June 18 (Bloomberg) -- Former Federal Reserve Chairman Alan Greenspan said the U.S. may soon face higher borrowing costs on its swelling debt and called for a “tectonic shift” in fiscal policy to contain borrowing.

“Perceptions of a large U.S. borrowing capacity are misleading,” and current long-term bond yields are masking America’s debt challenge, Greenspan wrote in an opinion piece posted on the Wall Street Journal’s website. “Long-term rate increases can emerge with unexpected suddenness,” such as the 4 percentage point surge over four months in 1979-80, he said.

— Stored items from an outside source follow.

use regex::Regex;
use std::sync::OnceLock;

/// Number of digits in a CPF.
pub const CPF_LENGTH: usize = 11;

fn cpf_regex() -> &'static Regex {
    static CPF_REGEX: OnceLock<Regex> = OnceLock::new();
    CPF_REGEX.get_or_init(|| {
        Regex::new(&format!(r"^[0-9]{{{}}}$", CPF_LENGTH)).expect("CPF pattern is a valid regex")
    })
}

/// Validate CPF format
///
/// A CPF is accepted only when it is exactly 11 ASCII digits. The input is
/// not normalized: punctuated (`123.456.789-09`) or padded forms are rejected,
/// and no check-digit verification is done.
pub fn is_valid_cpf(cpf: &str) -> bool {
    if cpf.len() != CPF_LENGTH {
        return false;
    }

    cpf_regex().is_match(cpf)
}

#[cfg(test)]
mod tests {
    use super::*;

    #[test]
    fn test_valid_cpfs() {
        assert!(is_valid_cpf("76217486300"));
        assert!(is_valid_cpf("60487583752"));
        assert!(is_valid_cpf("82226651209"));
        assert!(is_valid_cpf("00000000000"));
    }

    #[test]
    fn test_invalid_cpfs() {
        assert!(!is_valid_cpf("123A"));
        assert!(!is_valid_cpf(""));
        assert!(!is_valid_cpf("1234567890")); // 10 digits
        assert!(!is_valid_cpf("123456789012")); // 12 digits
        assert!(!is_valid_cpf("1234567890A"));
        assert!(!is_valid_cpf("622.266.512-09"));
        assert!(!is_valid_cpf(" 82226651209"));
        assert!(!is_valid_cpf("82226651209\n"));
    }

    #[test]
    fn test_pattern_tracks_cpf_length() {
        assert_eq!(cpf_regex().as_str(), format!("^[0-9]{{{}}}$", CPF_LENGTH));
        assert!(is_valid_cpf(&"7".repeat(CPF_LENGTH)));
        assert!(!is_valid_cpf(&"7".repeat(CPF_LENGTH - 1)));
        assert!(!is_valid_cpf(&"7".repeat(CPF_LENGTH + 1)));
    }

    #[test]
    fn test_non_ascii_digits_rejected() {
        // Arabic-Indic digits are numeric but not CPF digits
        assert!(!is_valid_cpf("٠١٢٣٤٥٦٧٨٩٠"));
    }
}
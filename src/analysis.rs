use crate::models::CreditStatus;
use crate::services::PendencyLookupService;
use crate::validation::is_valid_cpf;
use std::sync::Arc;

/// Classifies a CPF by the pendencies registered against it.
#[derive(Clone)]
pub struct CreditAnalyzer {
    lookup: Arc<dyn PendencyLookupService>,
}

impl CreditAnalyzer {
    /// Creates an analyzer backed by `lookup`.
    pub fn new(lookup: Arc<dyn PendencyLookupService>) -> Self {
        Self { lookup }
    }

    /// Check the credit status of a CPF
    ///
    /// Invalid input is rejected before any lookup. Lookup failures are
    /// reported as [`CreditStatus::CommunicationError`] and never retried, so
    /// the lookup service is called at most once per check.
    pub fn check_cpf_status(&self, cpf: &str) -> CreditStatus {
        if !is_valid_cpf(cpf) {
            tracing::warn!("❌ Invalid CPF format: {:?}", cpf);
            return CreditStatus::InvalidInput;
        }

        let status = match self.lookup.find_pendencies_by_cpf(cpf) {
            Err(e) => {
                tracing::error!("Pendency lookup failed for CPF {}: {}", cpf, e);
                CreditStatus::CommunicationError
            }
            Ok(pendencies) if pendencies.is_empty() => CreditStatus::NoPendencies,
            Ok(pendencies) => {
                tracing::debug!("CPF {} has {} pendencies", cpf, pendencies.len());
                CreditStatus::Delinquent
            }
        };

        tracing::info!("Credit status for CPF {}: {}", cpf, status);
        status
    }
}
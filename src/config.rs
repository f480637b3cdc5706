use serde::Deserialize;
use std::path::PathBuf;

#[derive(Debug, Clone, Deserialize)]
pub struct Config {
    pub port: u16,
    pub pendencies_file: Option<PathBuf>,
    pub rate_limit_per_second: u64,
    pub rate_limit_burst: u32,
}

impl Default for Config {
    fn default() -> Self {
        Self {
            port: 3000,
            pendencies_file: None,
            rate_limit_per_second: 10,
            rate_limit_burst: 20,
        }
    }
}

impl Config {
    pub fn from_env() -> anyhow::Result<Self> {
        dotenvy::dotenv().ok();
        Self::from_lookup(|key| std::env::var(key).ok())
    }

    /// Build a config from an arbitrary variable source.
    pub fn from_lookup<F>(var: F) -> anyhow::Result<Self>
    where
        F: Fn(&str) -> Option<String>,
    {
        let defaults = Self::default();

        let config = Self {
            port: match var("PORT") {
                Some(port) => port
                    .trim()
                    .parse()
                    .ok()
                    .filter(|p| *p > 0)
                    .ok_or_else(|| {
                        anyhow::anyhow!("PORT must be a valid number between 1-65535")
                    })?,
                None => defaults.port,
            },
            pendencies_file: var("PENDENCIES_FILE")
                .filter(|s| !s.trim().is_empty())
                .map(PathBuf::from),
            rate_limit_per_second: match var("RATE_LIMIT_PER_SECOND") {
                Some(value) => value
                    .trim()
                    .parse()
                    .ok()
                    .filter(|n| *n > 0)
                    .ok_or_else(|| {
                        anyhow::anyhow!("RATE_LIMIT_PER_SECOND must be a positive integer")
                    })?,
                None => defaults.rate_limit_per_second,
            },
            rate_limit_burst: match var("RATE_LIMIT_BURST") {
                Some(value) => value
                    .trim()
                    .parse()
                    .ok()
                    .filter(|n| *n > 0)
                    .ok_or_else(|| anyhow::anyhow!("RATE_LIMIT_BURST must be a positive integer"))?,
                None => defaults.rate_limit_burst,
            },
        };

        tracing::debug!("Server Port: {}", config.port);
        if let Some(ref path) = config.pendencies_file {
            tracing::info!("Pendencies file configured: {}", path.display());
        }
        tracing::debug!(
            "Rate limit: {}/s, burst {}",
            config.rate_limit_per_second,
            config.rate_limit_burst
        );

        Ok(config)
    }
}
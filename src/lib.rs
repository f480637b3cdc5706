//! Credit Status API Library
//!
//! Classifies a CPF as invalid, unreachable, clean or delinquent by asking a
//! pluggable pendency lookup service, and exposes that analysis over HTTP.
//!
//! # Modules
//!
//! - `api`: API definitions.
//! - `core`: Core business logic.
//! - `analysis`: Credit analyzer.
//! - `config`: Configuration management.
//! - `errors`: Error handling types.
//! - `handlers`: HTTP request handlers and router.
//! - `models`: Pendency records, statuses and HTTP payloads.
//! - `services`: Pendency lookup trait and the static registry.
//! - `validation`: CPF format validation.

pub mod api;
pub mod core;

pub mod analysis;
pub mod config;
pub mod errors;
pub mod handlers;
pub mod models;
pub mod services;
pub mod validation;
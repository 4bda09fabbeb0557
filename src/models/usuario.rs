// src/models/usuario.rs
use crate::error::{AppError, AppResult};
use crate::models::campo_obrigatorio;
use serde::{Deserialize, Serialize};
use sqlx::FromRow;
use std::{fmt, str::FromStr};

/// Discriminador da tabela `usuario` (restrição `ck_usuario_tipo`).
#[derive(Debug, Clone, Copy, PartialEq, Eq, Serialize, Deserialize, sqlx::Type)]
#[sqlx(rename_all = "lowercase")]
#[serde(rename_all = "lowercase")]
pub enum TipoUsuario {
    Aluno,
    Professor,
}

impl TipoUsuario {
    pub fn as_str(&self) -> &'static str {
        match self {
            TipoUsuario::Aluno => "aluno",
            TipoUsuario::Professor => "professor",
        }
    }
}

impl fmt::Display for TipoUsuario {
    fn fmt(&self, f: &mut fmt::Formatter<'_>) -> fmt::Result {
        f.write_str(self.as_str())
    }
}

impl FromStr for TipoUsuario {
    type Err = AppError;

    fn from_str(s: &str) -> Result<Self, Self::Err> {
        match s.trim().to_ascii_lowercase().as_str() {
            "aluno" => Ok(TipoUsuario::Aluno),
            "professor" => Ok(TipoUsuario::Professor),
            other => Err(AppError::Validation(format!(
                "Tipo de usuário inválido: '{}'.",
                other
            ))),
        }
    }
}

// Representa uma linha da tabela 'usuario'
#[derive(Debug, Clone, FromRow, Serialize)]
pub struct Usuario {
    pub id_usuario: i64,
    pub nome: String,
    pub email: String,
    #[serde(skip)]
    pub senha: String, // hash bcrypt, nunca a senha em claro
    pub tipo: TipoUsuario,
}

impl Usuario {
    /// Rótulo usado nas listas de seleção e na listagem de registros.
    pub fn rotulo(&self) -> String {
        format!("{} - {} ({})", self.id_usuario, self.nome, self.tipo)
    }
}

/// Usuário com os dados da sua tabela de extensão (LEFT JOIN aluno/professor).
#[derive(Debug, Clone, FromRow, Serialize)]
pub struct UsuarioResumo {
    pub id_usuario: i64,
    pub nome: String,
    pub email: String,
    pub tipo: TipoUsuario,
    pub matricula: Option<String>,
    pub disciplina: Option<String>,
}

/// Dados comuns a qualquer usuário novo, já validados.
#[derive(Debug, Clone)]
pub struct NovoUsuario {
    pub nome: String,
    pub email: String,
    pub senha: String, // em claro; o serviço gera o hash
}

/// Dados da tabela de extensão que define o tipo do usuário.
#[derive(Debug, Clone)]
pub enum Perfil {
    Aluno { matricula: String },
    Professor { disciplina: String },
}

impl Perfil {
    pub fn tipo(&self) -> TipoUsuario {
        match self {
            Perfil::Aluno { .. } => TipoUsuario::Aluno,
            Perfil::Professor { .. } => TipoUsuario::Professor,
        }
    }
}

// --- Formulários ---

#[derive(Debug, Deserialize)]
pub struct NovoAlunoForm {
    #[serde(default)]
    pub nome: String,
    #[serde(default)]
    pub email: String,
    #[serde(default)]
    pub senha: String,
    #[serde(default)]
    pub matricula: String,
}

impl NovoAlunoForm {
    pub fn validar(self) -> AppResult<(NovoUsuario, Perfil)> {
        let usuario = validar_usuario(&self.nome, &self.email, &self.senha)?;
        let matricula = campo_obrigatorio(&self.matricula)?;
        Ok((usuario, Perfil::Aluno { matricula }))
    }
}

#[derive(Debug, Deserialize)]
pub struct NovoProfessorForm {
    #[serde(default)]
    pub nome: String,
    #[serde(default)]
    pub email: String,
    #[serde(default)]
    pub senha: String,
    #[serde(default)]
    pub disciplina: String,
}

impl NovoProfessorForm {
    pub fn validar(self) -> AppResult<(NovoUsuario, Perfil)> {
        let usuario = validar_usuario(&self.nome, &self.email, &self.senha)?;
        let disciplina = campo_obrigatorio(&self.disciplina)?;
        Ok((usuario, Perfil::Professor { disciplina }))
    }
}

fn validar_usuario(nome: &str, email: &str, senha: &str) -> AppResult<NovoUsuario> {
    Ok(NovoUsuario {
        nome: campo_obrigatorio(nome)?,
        email: campo_obrigatorio(email)?,
        senha: campo_obrigatorio(senha)?,
    })
}

/// Filtro opcional da página /usuarios (?tipo=aluno).
#[derive(Debug, Default, Deserialize)]
pub struct FiltroUsuarios {
    pub tipo: Option<String>,
}

impl FiltroUsuarios {
    pub fn tipo(&self) -> AppResult<Option<TipoUsuario>> {
        match self.tipo.as_deref().map(str::trim) {
            None | Some("") => Ok(None),
            Some(raw) => raw.parse().map(Some),
        }
    }
}
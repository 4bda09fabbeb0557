// src/web/mod.rs
pub mod registro_handlers;
pub mod routes;
pub mod sala_handlers;
pub mod usuario_handlers;

use crate::error::{AppError, AppResult};
use askama::Template;
use axum::response::{Html, Redirect};

/// Renderiza um template Askama, registando a falha.
pub(crate) fn render<T: Template>(template: &T) -> AppResult<Html<String>> {
    template.render().map(Html).map_err(|e| {
        tracing::error!("Falha ao renderizar template: {}", e);
        AppError::from(e)
    })
}

/// Redireciona para `path` com mensagem de sucesso (Post/Redirect/Get).
pub(crate) fn redirect_success(path: &str, message: &str) -> Redirect {
    Redirect::to(&format!("{}?success={}", path, urlencoding::encode(message)))
}

/// Redireciona para `path` com a mensagem do erro para o utilizador.
pub(crate) fn redirect_error(path: &str, err: &AppError) -> Redirect {
    Redirect::to(&format!(
        "{}?error={}",
        path,
        urlencoding::encode(&err.user_message())
    ))
}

Greenspan rebutted “misplaced” concern that reducing the deficit would put the economic recovery in danger, entering a debate among global policy makers about how quickly to exit from stimulus measures adopted during the financial crisis. U.S. Treasury Secretary Timothy F. Geithner said this month that while fiscal tightening is needed over the “medium term,” governments must reinforce the recovery in private demand.

“The United States, and most of the rest of the developed world, is in need of a tectonic shift in fiscal policy,” said Greenspan, 84, who served at the Fed’s helm from 1987 to 2006. “Incremental change will not be adequate.”

Rein in Debt

Pressure on capital markets would also be eased if the U.S. government “contained” the sale of Treasuries, he wrote.

“The federal government is currently saddled with commitments for the next three decades that it will be unable to meet in real terms,” Greenspan said. The “very severity of the pending crisis and growing analogies to Greece set the stage for a serious response.”

Yields on U.S. Treasuries have benefitted from safe-haven demand in recent months because of the European debt crisis, a circumstance that may not last, said Greenspan, who now consults for clients including Pacific Investment Management Co., which has the world’s biggest bond fund.

Benchmark 10-year Treasury notes yielded 3.20 percent as of 12:11 p.m. in Tokyo today, down from the year’s high of 4.01 percent in April and compared with as high as 5.32 percent in June 2007, before the crisis began. Yields have remained low “despite the surge in federal debt to the public during the past 18 months to $8.6 trillion from $5.5 trillion,” Greenspan said.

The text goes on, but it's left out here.